+++ Supplied material
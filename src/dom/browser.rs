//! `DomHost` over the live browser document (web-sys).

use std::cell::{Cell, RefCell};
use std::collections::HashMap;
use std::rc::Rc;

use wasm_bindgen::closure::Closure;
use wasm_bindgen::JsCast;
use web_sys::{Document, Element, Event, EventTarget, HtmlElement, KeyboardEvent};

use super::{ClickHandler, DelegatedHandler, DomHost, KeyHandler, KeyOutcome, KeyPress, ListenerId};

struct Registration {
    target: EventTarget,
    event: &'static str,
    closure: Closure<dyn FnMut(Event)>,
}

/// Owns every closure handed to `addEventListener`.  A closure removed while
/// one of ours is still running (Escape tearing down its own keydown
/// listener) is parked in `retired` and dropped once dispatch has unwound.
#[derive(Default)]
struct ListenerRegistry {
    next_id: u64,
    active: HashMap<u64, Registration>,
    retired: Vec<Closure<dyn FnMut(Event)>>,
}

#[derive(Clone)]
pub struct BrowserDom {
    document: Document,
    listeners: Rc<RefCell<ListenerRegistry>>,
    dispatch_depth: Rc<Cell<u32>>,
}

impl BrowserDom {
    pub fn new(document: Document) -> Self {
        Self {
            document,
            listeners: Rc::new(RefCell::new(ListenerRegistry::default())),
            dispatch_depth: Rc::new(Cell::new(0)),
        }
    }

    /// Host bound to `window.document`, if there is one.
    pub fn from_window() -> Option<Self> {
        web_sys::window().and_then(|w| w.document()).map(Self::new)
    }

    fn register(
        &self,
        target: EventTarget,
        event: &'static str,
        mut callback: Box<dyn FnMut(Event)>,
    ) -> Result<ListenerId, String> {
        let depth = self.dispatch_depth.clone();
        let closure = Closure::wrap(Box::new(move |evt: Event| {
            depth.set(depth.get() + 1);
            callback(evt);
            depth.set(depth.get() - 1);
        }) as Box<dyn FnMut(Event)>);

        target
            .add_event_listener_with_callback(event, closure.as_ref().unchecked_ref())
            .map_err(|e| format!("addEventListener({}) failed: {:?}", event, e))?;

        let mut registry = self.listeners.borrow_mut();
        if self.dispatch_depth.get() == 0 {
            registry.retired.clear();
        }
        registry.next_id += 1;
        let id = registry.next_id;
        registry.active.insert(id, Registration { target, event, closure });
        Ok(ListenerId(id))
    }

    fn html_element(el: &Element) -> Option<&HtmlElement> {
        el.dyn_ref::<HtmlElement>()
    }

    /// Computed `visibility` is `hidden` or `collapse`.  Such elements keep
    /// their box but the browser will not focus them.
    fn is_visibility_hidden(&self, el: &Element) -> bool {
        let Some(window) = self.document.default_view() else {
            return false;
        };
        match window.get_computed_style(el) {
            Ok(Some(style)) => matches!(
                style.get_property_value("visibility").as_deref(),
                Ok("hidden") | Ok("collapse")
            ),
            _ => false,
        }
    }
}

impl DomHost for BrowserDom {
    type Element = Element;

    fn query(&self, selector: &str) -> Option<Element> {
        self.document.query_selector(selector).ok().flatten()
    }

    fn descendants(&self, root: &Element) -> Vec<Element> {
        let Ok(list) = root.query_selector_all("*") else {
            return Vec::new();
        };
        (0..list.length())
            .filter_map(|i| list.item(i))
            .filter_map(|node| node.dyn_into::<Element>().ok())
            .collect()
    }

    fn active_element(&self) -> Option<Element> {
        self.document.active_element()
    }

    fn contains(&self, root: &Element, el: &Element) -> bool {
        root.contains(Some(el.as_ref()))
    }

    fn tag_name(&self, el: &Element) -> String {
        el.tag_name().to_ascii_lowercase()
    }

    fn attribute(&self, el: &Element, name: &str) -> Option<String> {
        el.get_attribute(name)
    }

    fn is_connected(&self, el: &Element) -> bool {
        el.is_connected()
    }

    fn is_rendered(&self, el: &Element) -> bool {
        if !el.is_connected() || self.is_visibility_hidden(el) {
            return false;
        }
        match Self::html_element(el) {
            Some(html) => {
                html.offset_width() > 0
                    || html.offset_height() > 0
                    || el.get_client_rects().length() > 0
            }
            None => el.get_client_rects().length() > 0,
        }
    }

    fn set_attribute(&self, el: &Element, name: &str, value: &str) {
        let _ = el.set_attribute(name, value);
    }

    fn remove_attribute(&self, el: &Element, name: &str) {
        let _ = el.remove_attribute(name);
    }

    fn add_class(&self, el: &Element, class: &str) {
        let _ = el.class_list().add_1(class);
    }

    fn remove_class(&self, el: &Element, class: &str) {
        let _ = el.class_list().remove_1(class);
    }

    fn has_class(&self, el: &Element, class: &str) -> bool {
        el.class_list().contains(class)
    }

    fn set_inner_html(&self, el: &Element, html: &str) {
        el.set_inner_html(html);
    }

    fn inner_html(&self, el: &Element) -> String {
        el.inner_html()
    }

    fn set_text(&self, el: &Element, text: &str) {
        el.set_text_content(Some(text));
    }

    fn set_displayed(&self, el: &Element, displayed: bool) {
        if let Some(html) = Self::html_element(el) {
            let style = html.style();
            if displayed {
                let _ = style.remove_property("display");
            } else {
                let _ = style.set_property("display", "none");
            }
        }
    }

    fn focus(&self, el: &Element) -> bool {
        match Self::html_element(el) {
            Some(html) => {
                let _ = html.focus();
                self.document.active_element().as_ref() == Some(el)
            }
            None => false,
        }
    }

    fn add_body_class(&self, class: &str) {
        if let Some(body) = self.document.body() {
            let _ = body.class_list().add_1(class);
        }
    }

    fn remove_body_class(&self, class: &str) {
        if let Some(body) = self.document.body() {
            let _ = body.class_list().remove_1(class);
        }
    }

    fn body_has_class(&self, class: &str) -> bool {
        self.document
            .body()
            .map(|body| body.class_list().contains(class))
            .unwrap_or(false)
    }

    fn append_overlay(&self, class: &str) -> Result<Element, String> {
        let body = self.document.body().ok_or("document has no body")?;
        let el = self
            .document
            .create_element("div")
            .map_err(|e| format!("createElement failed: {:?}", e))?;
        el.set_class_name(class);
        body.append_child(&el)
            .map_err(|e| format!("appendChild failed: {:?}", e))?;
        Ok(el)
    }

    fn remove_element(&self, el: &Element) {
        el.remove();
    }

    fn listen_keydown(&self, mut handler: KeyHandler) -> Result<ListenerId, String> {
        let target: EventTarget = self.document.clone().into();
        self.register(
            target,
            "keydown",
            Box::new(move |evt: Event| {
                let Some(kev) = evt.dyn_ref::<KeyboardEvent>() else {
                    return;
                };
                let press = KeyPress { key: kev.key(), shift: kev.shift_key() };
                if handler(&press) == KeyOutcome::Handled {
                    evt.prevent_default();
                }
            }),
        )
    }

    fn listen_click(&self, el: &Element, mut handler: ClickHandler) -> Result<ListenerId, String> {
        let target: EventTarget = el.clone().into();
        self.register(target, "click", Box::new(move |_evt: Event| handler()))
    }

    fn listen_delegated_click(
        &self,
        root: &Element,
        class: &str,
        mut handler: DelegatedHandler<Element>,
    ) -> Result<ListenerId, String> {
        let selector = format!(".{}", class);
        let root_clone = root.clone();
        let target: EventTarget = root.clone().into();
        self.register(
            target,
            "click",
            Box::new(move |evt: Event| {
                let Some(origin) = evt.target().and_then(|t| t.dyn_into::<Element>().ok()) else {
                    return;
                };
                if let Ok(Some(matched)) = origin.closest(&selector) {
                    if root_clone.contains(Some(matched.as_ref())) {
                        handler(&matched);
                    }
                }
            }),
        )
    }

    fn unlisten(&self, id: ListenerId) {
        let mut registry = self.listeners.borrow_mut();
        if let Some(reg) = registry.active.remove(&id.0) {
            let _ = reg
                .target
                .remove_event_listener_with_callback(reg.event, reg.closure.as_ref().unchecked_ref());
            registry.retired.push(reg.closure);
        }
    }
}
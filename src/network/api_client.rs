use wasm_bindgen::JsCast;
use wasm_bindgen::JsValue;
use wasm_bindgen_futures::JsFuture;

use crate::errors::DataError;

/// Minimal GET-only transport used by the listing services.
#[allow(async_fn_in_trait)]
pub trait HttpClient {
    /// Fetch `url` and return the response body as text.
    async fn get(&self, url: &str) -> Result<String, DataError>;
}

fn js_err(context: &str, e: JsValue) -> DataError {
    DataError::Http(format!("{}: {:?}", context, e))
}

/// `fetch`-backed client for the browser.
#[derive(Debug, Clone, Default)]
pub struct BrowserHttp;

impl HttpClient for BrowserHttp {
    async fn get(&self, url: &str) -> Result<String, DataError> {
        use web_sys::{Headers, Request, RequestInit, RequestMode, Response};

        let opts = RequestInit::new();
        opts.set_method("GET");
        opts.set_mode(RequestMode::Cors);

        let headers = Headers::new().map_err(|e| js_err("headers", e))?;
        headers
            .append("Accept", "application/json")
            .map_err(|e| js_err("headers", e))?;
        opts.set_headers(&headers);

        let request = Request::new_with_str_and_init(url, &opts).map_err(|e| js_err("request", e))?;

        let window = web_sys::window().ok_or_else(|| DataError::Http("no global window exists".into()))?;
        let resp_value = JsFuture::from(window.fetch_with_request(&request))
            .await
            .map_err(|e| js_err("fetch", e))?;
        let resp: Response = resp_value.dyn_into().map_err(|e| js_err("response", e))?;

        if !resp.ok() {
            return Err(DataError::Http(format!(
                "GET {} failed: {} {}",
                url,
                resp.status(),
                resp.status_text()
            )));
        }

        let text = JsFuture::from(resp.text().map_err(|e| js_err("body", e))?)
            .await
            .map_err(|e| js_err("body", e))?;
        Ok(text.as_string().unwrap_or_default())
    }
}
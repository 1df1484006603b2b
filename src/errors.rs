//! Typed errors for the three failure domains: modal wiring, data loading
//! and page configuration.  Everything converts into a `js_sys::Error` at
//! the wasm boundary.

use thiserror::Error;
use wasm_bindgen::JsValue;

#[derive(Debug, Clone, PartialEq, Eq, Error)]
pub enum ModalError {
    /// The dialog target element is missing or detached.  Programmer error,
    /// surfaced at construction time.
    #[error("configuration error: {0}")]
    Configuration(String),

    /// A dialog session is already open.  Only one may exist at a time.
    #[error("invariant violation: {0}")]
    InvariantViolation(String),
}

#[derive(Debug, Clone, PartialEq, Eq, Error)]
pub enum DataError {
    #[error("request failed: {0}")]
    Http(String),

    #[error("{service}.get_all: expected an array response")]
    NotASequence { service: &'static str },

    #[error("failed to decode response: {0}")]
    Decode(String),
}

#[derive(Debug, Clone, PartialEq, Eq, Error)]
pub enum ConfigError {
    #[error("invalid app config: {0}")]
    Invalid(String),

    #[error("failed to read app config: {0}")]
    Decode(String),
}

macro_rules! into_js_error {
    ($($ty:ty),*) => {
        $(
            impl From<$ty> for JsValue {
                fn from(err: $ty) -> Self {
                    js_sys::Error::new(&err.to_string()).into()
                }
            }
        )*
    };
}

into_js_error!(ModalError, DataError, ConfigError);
++++++
## Exercise objective
Write out once more the lines above beginning at the line with "js_sys::Error::new(&err.to_string()).into()"; continue through the final line and stop there.

## Output for this task
                    js_sys::Error::new(&err.to_string()).into()
                }
            }
        )*
    };
}

into_js_error!(ModalError, DataError, ConfigError);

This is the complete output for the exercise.